In the wake of Piper's suicide, rumor spread of a lost "second sequel"; much later, Piper's lost manuscript was discovered. It was finally published in 1984 as Fuzzies and Other People. The plot involves Little Fuzzy himself beingseparated from Jack Holloway and introduces a band of Fuzzies led by Wise One to the combined society. It explores the deepening relationships between the characters already introduced in Piper's first two books, and shows how the Fuzzies fit in with the humans on Zarathustra.

== Sequels by other hands ==
During the period in which Piper's manuscript of his third "Fuzzy" novel remained lost, Ace Books commissioned its own official continuations of the series by other hands, which while presupposing the events of Piper's first two novels are unable to take into account those of the third.

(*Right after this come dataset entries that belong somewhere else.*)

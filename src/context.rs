// src/context.rs
use crate::miner::scheduler::{Scheduler, Share};
use crate::stats::Counters;
use crossbeam_channel::Sender;
use std::sync::atomic::{AtomicBool, Ordering};

/// Shared state every long-lived component holds a handle to
///
/// Owns the task scheduler, the counter groups and the share queue's
/// sending side, plus the shutdown flag the supervisor flips when the
/// process is asked to stop. Passed around as `Arc<MinerContext>`
/// instead of process-wide globals.
pub struct MinerContext {
    /// Current task and nonce distribution
    pub scheduler: Scheduler,
    /// Shared mining counters
    pub counters: Counters,
    /// Sending side of the share reporting queue
    pub shares: Sender<Share>,
    running: AtomicBool,
}

impl MinerContext {
    /// Creates the shared context
    ///
    /// # Arguments
    /// * `device_count` - Number of devices (sizes per-device counters)
    /// * `shares` - Sender feeding the reporter workers
    pub fn new(device_count: usize, shares: Sender<Share>) -> Self {
        MinerContext {
            scheduler: Scheduler::new(),
            counters: Counters::new(device_count),
            shares,
            running: AtomicBool::new(true),
        }
    }

    /// Whether components should keep running
    pub fn is_running(&self) -> bool {
        self.running.load(Ordering::Relaxed)
    }

    /// Asks all components to wind down
    ///
    /// Steady-state mining never calls this; it exists so workers and
    /// loops have a defined way out when the process is shutting down.
    pub fn stop(&self) {
        self.running.store(false, Ordering::SeqCst);
    }
}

In 1981, at the behest of the publisher, William Tuning produced the critically acclaimed Fuzzy Bones. Tuning's novel suggests that the remarkable affinity of all Fuzzies for the survival ration "Extraterrestrial Type Three" (a.k.a. "Extee 3", "estefee", or "hoksu-fusso", meaning "wonderful food") does not coincide with the composition of Zarathustran soil, a contradiction of Garrett's Theorem. A third significant Fuzzy character is developed called Starwatcher. Little Fuzzy, Diamond, and Starwatcher become the clear leaders in working with humans. Among other things, an alien spaceship is discovered on Beta Continent, and evidence that the Fuzzies are not in fact native to Zarathustra emerges, which raises a variety of legal and philosophical questions. Tuning introduces a number of memorable characters, including Christiana Stone, Grego's Fuzzy-Sitter-in-Chief; Reverend Thomas Aquinas Gordon, aka "The Rev;" Master Gunnery Sergeant Philip Helton, TFMC; and Liana Bell, a CZC scientist invited by the researchers of Holloway's Fuzzy Institute to join them in their research.

Ace also hired Ardath Mayhar in 1982 to write Golden Dream: A Fuzzy Odyssey, which tells the events of Little Fuzzy from the viewpoint of the Fuzzies (or Gashta, as they call themselves). Golden Dream fits with Piper's first two books and that of Tuning in terms of the general plot and relationships. Essentially, it is Little Fuzzy told from the point of view of the Fuzzies rather than that of the humans.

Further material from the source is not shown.